● Study material
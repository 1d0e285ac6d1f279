use std::sync::Arc;

use diesel::{
    pg::PgConnection,
    r2d2::{ConnectionManager, PooledConnection},
};

use crate::{
    ai::TextGenerator,
    auth::OwnerResolver,
    config::AppConfig,
    db::PgPool,
    error::{AppError, AppResult},
    storage::ObjectStorage,
};

type PgPooledConnection = PooledConnection<ConnectionManager<PgConnection>>;

#[derive(Clone)]
pub struct AppState {
    pub pool: PgPool,
    pub config: Arc<AppConfig>,
    pub storage: Arc<dyn ObjectStorage>,
    pub ai: Arc<dyn TextGenerator>,
    pub owners: Arc<dyn OwnerResolver>,
}

impl AppState {
    pub fn new(
        pool: PgPool,
        config: AppConfig,
        storage: Arc<dyn ObjectStorage>,
        ai: Arc<dyn TextGenerator>,
        owners: Arc<dyn OwnerResolver>,
    ) -> Self {
        Self {
            pool,
            config: Arc::new(config),
            storage,
            ai,
            owners,
        }
    }

    pub fn db(&self) -> AppResult<PgPooledConnection> {
        self.pool
            .get()
            .map_err(|err| AppError::internal(format!("database pool error: {err}")))
    }
}
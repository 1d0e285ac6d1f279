use tracing::debug;

use super::explain::{clean_model_output, MIN_DOCUMENT_CHARS};
use super::TextGenerator;
use crate::error::{AppError, AppResult};

pub const MIN_QUESTIONS: u32 = 1;
pub const MAX_QUESTIONS: u32 = 10;
pub const DEFAULT_QUESTIONS: u32 = 5;

const ANSWER_QUESTION: &str = r#"You are a Document Q&A Assistant that answers questions strictly from the provided document.

Response Format Rules:
1. Answer only from the document; if the document does not contain the answer, say so plainly
2. Lead with the direct answer (1-2 sentences)
3. Follow with supporting detail quoted or paraphrased from the document
4. Use markdown formatting where it helps
5. Length: 150 words max"#;

const GENERATE_QUESTIONS: &str = r#"You are a Study Question Generator AI that writes comprehension questions about the provided document.

Response Format Rules:
1. Output ONLY a numbered list, one question per line
2. Every question must be answerable from the document alone
3. Cover different sections and themes, no duplicates
4. Plain questions, no preamble, no answers"#;

pub async fn answer_question(
    ai: &dyn TextGenerator,
    document_text: &str,
    question: &str,
) -> AppResult<String> {
    if document_text.trim().chars().count() < MIN_DOCUMENT_CHARS {
        return Err(AppError::bad_request(
            "Document content too short (minimum 10 characters required)",
        ));
    }
    let question = question.trim();
    if question.is_empty() {
        return Err(AppError::bad_request("question is required"));
    }

    let prompt = format!("{ANSWER_QUESTION}\n\nDocument:\n\n{document_text}\n\nQuestion: {question}");
    let raw = ai
        .generate(&prompt)
        .await
        .map_err(super::explain::upstream_failure)?;
    Ok(clean_model_output(&raw))
}

pub async fn generate_questions(
    ai: &dyn TextGenerator,
    document_text: &str,
    requested: Option<u32>,
) -> AppResult<Vec<String>> {
    if document_text.trim().chars().count() < MIN_DOCUMENT_CHARS {
        return Err(AppError::bad_request(
            "Document content too short (minimum 10 characters required)",
        ));
    }

    let count = requested
        .unwrap_or(DEFAULT_QUESTIONS)
        .clamp(MIN_QUESTIONS, MAX_QUESTIONS);
    debug!(count, "generating questions");

    let prompt = format!(
        "{GENERATE_QUESTIONS}\n\nGenerate exactly {count} questions.\n\nDocument:\n\n{document_text}"
    );
    let raw = ai
        .generate(&prompt)
        .await
        .map_err(super::explain::upstream_failure)?;

    Ok(parse_question_list(&clean_model_output(&raw), count as usize))
}

/// Splits the model reply into one question per line, stripping list
/// markers; tolerant of bullets and stray blank lines.
fn parse_question_list(text: &str, limit: usize) -> Vec<String> {
    text.lines()
        .map(strip_list_marker)
        .filter(|line| !line.is_empty())
        .map(str::to_string)
        .take(limit)
        .collect()
}

fn strip_list_marker(line: &str) -> &str {
    let line = line.trim();
    let unnumbered = line
        .split_once(|c: char| c == '.' || c == ')')
        .filter(|(prefix, _)| !prefix.is_empty() && prefix.chars().all(|c| c.is_ascii_digit()))
        .map(|(_, rest)| rest)
        .unwrap_or(line);
    unnumbered
        .trim_start_matches(['-', '*', '•'])
        .trim()
}
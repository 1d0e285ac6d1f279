use axum::http::HeaderValue;
use axum::{
    extract::DefaultBodyLimit,
    routing::{get, patch, post},
    Router,
};
use tower_http::cors::{AllowOrigin, CorsLayer};
use tower_http::trace::TraceLayer;

use crate::state::AppState;

pub mod ai;
pub mod documents;
pub mod health;
pub mod qna;

pub fn create_router(state: AppState) -> Router<()> {
    let cors = if let Some(origins) = state.config.cors_allowed_origin.as_ref() {
        let headers: Vec<HeaderValue> = origins
            .split(',')
            .filter_map(|value| {
                let trimmed = value.trim();
                (!trimmed.is_empty()).then(|| {
                    trimmed
                        .parse::<HeaderValue>()
                        .expect("invalid CORS allowed origin")
                })
            })
            .collect();

        let allow_origin = AllowOrigin::list(headers);

        CorsLayer::new()
            .allow_origin(allow_origin)
            .allow_methods(tower_http::cors::AllowMethods::mirror_request())
            .allow_headers(tower_http::cors::AllowHeaders::mirror_request())
            .allow_credentials(true)
    } else {
        CorsLayer::new()
            .allow_origin(AllowOrigin::mirror_request())
            .allow_methods(tower_http::cors::AllowMethods::mirror_request())
            .allow_headers(tower_http::cors::AllowHeaders::mirror_request())
            .allow_credentials(true)
    };

    let documents_routes = Router::new()
        .route("/", get(documents::list_documents))
        .route("/upload", post(documents::upload_documents))
        .route("/tag-documents", post(documents::tag_documents))
        .route(
            "/:id",
            get(documents::get_document).delete(documents::delete_document),
        )
        .route("/:id/view", get(documents::view_document))
        .route("/:id/download", get(documents::download_document))
        .route("/:id/protect", patch(documents::protect_document))
        .route("/:id/verify", post(documents::verify_document));

    let ai_routes = Router::new().route("/explain", post(ai::explain_content));

    let qna_routes = Router::new()
        .route("/ask-question", post(qna::ask_question))
        .route("/generate-questions", post(qna::generate_questions));

    Router::new()
        .nest("/api/documents", documents_routes)
        .nest("/api/ai", ai_routes)
        .nest("/api/ai-qna", qna_routes)
        .route("/api/health", get(health::health_check))
        .with_state(state)
        .layer(TraceLayer::new_for_http())
        .layer(cors)
        .layer(DefaultBodyLimit::max(1024 * 1024 * 512))
}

● Exercise requirements
Each line above that includes "AppState" should be shown.

● Problem solution
pub struct AppState {
impl AppState {
use crate::state::AppState;
pub fn create_router(state: AppState) -> Router<()> {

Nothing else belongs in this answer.